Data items
□ □ □

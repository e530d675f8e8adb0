//! Routes dispatched tasks to lifecycle and resize operations.

use std::sync::Arc;

use chrono::Utc;
use tracing::{debug, error, info, warn};

use super::{Task, TaskKind, KEY_PARAM};
use crate::error::{ControllerError, ControllerResult, Transition};
use crate::lifecycle::Lifecycle;
use crate::resize::ResizeController;

/// Executes tasks by queue name.
pub struct TaskHandler {
    lifecycle: Arc<Lifecycle>,
    resizer: Arc<ResizeController>,
}

impl TaskHandler {
    pub fn new(lifecycle: Arc<Lifecycle>, resizer: Arc<ResizeController>) -> Self {
        Self { lifecycle, resizer }
    }

    /// Execute a task and return the operation's outcome.
    pub async fn handle(&self, task: &Task) -> ControllerResult<Transition> {
        let kind = TaskKind::from_queue(&task.queue)
            .ok_or_else(|| ControllerError::InvalidTask(format!("unknown queue {}", task.queue)))?;
        let key = task.params.get(KEY_PARAM).ok_or_else(|| {
            ControllerError::InvalidTask(format!("{} task without a {KEY_PARAM}", task.queue))
        })?;

        match kind {
            TaskKind::CreateRevision => self.lifecycle.create_revision(&key.parse()?).await,
            TaskKind::DeleteRevisionResource => {
                self.lifecycle.delete_revision_resource(&key.parse()?).await
            }
            TaskKind::DeleteRevision => self.lifecycle.delete_revision(&key.parse()?).await,
            TaskKind::DeleteTemplate => self.lifecycle.delete_template(&key.parse()?).await,
            TaskKind::CreateManager => self.lifecycle.create_manager(&key.parse()?).await,
            TaskKind::ResizeManager => self.resizer.resize(&key.parse()?).await,
            TaskKind::SyncManagerInstances => {
                self.lifecycle.sync_manager_instances(&key.parse()?).await
            }
            TaskKind::ShrinkDrainedManager => {
                self.lifecycle.shrink_drained_manager(&key.parse()?).await
            }
            TaskKind::DeleteManagerResource => {
                self.lifecycle.delete_manager_resource(&key.parse()?).await
            }
            TaskKind::DeleteManager => self.lifecycle.delete_manager(&key.parse()?).await,
            TaskKind::CheckDeletedInstance => {
                self.lifecycle.check_deleted_instance(&key.parse()?).await
            }
            TaskKind::CleanupDrainedInstance => {
                self.lifecycle.cleanup_drained_instance(&key.parse()?).await
            }
            TaskKind::CleanupDeletedInstance => {
                self.lifecycle
                    .cleanup_deleted_instance(&key.parse()?, Utc::now())
                    .await
            }
        }
    }

    /// Execute a task and log its outcome. Failures are never retried here;
    /// the next scheduler pass emits the task again if it is still needed.
    pub async fn run(&self, task: &Task) {
        let key = task.params.get(KEY_PARAM).map(String::as_str).unwrap_or("");
        match self.handle(task).await {
            Ok(Transition::Applied) => info!(queue = %task.queue, key = %key, "Task applied"),
            Ok(Transition::Unchanged) => debug!(queue = %task.queue, key = %key, "Task had nothing to do"),
            Err(e) if e.is_benign() => warn!(queue = %task.queue, key = %key, error = %e, "Task skipped"),
            Err(e) => error!(queue = %task.queue, key = %key, error = %e, "Task failed"),
        }
    }
}
//! Compute provider interface.
//!
//! The controller only ever talks to the provider through this trait, so the
//! HTTP client and the in-memory mock are interchangeable.

use async_trait::async_trait;

use crate::error::ProviderError;
use crate::types::{
    InstanceGroupManager, InstanceTemplate, ManagedInstance, NewInstanceGroupManager, Operation,
};

/// Result type for provider calls.
pub type ProviderResult<T> = Result<T, ProviderError>;

/// Compute provider interface.
#[async_trait]
pub trait ComputeProvider: Send + Sync {
    /// Create an instance template. Returns 409 if it already exists.
    async fn create_instance_template(
        &self,
        project: &str,
        name: &str,
        properties: &serde_json::Value,
    ) -> ProviderResult<Operation>;

    /// Fetch an instance template by name.
    async fn get_instance_template(
        &self,
        project: &str,
        name: &str,
    ) -> ProviderResult<InstanceTemplate>;

    /// Create an instance group manager. Returns 409 if it already exists.
    async fn create_instance_group_manager(
        &self,
        project: &str,
        manager: &NewInstanceGroupManager,
    ) -> ProviderResult<Operation>;

    /// Fetch an instance group manager by name and zone.
    async fn get_instance_group_manager(
        &self,
        project: &str,
        name: &str,
        zone: &str,
    ) -> ProviderResult<InstanceGroupManager>;

    /// Set the target size of an instance group manager.
    async fn resize_instance_group_manager(
        &self,
        project: &str,
        name: &str,
        zone: &str,
        size: i64,
    ) -> ProviderResult<Operation>;

    /// List the instances owned by an instance group manager.
    async fn list_managed_instances(
        &self,
        project: &str,
        name: &str,
        zone: &str,
    ) -> ProviderResult<Vec<ManagedInstance>>;

    /// Delete specific instances of an instance group manager, lowering its
    /// target size by the number deleted so they are not recreated.
    async fn delete_managed_instances(
        &self,
        project: &str,
        name: &str,
        zone: &str,
        instances: &[String],
    ) -> ProviderResult<Operation>;

    /// Delete the resource at the given URL. Returns 404 if it is already gone.
    async fn delete(&self, url: &str) -> ProviderResult<Operation>;

    /// Read the resource at the given URL.
    async fn get(&self, url: &str) -> ProviderResult<serde_json::Value>;
}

□ □ □

In the records above, find the lines containing "Fetch" and copy them.

** Response below **
    /// Fetch an instance template by name.
    /// Fetch an instance group manager by name and zone.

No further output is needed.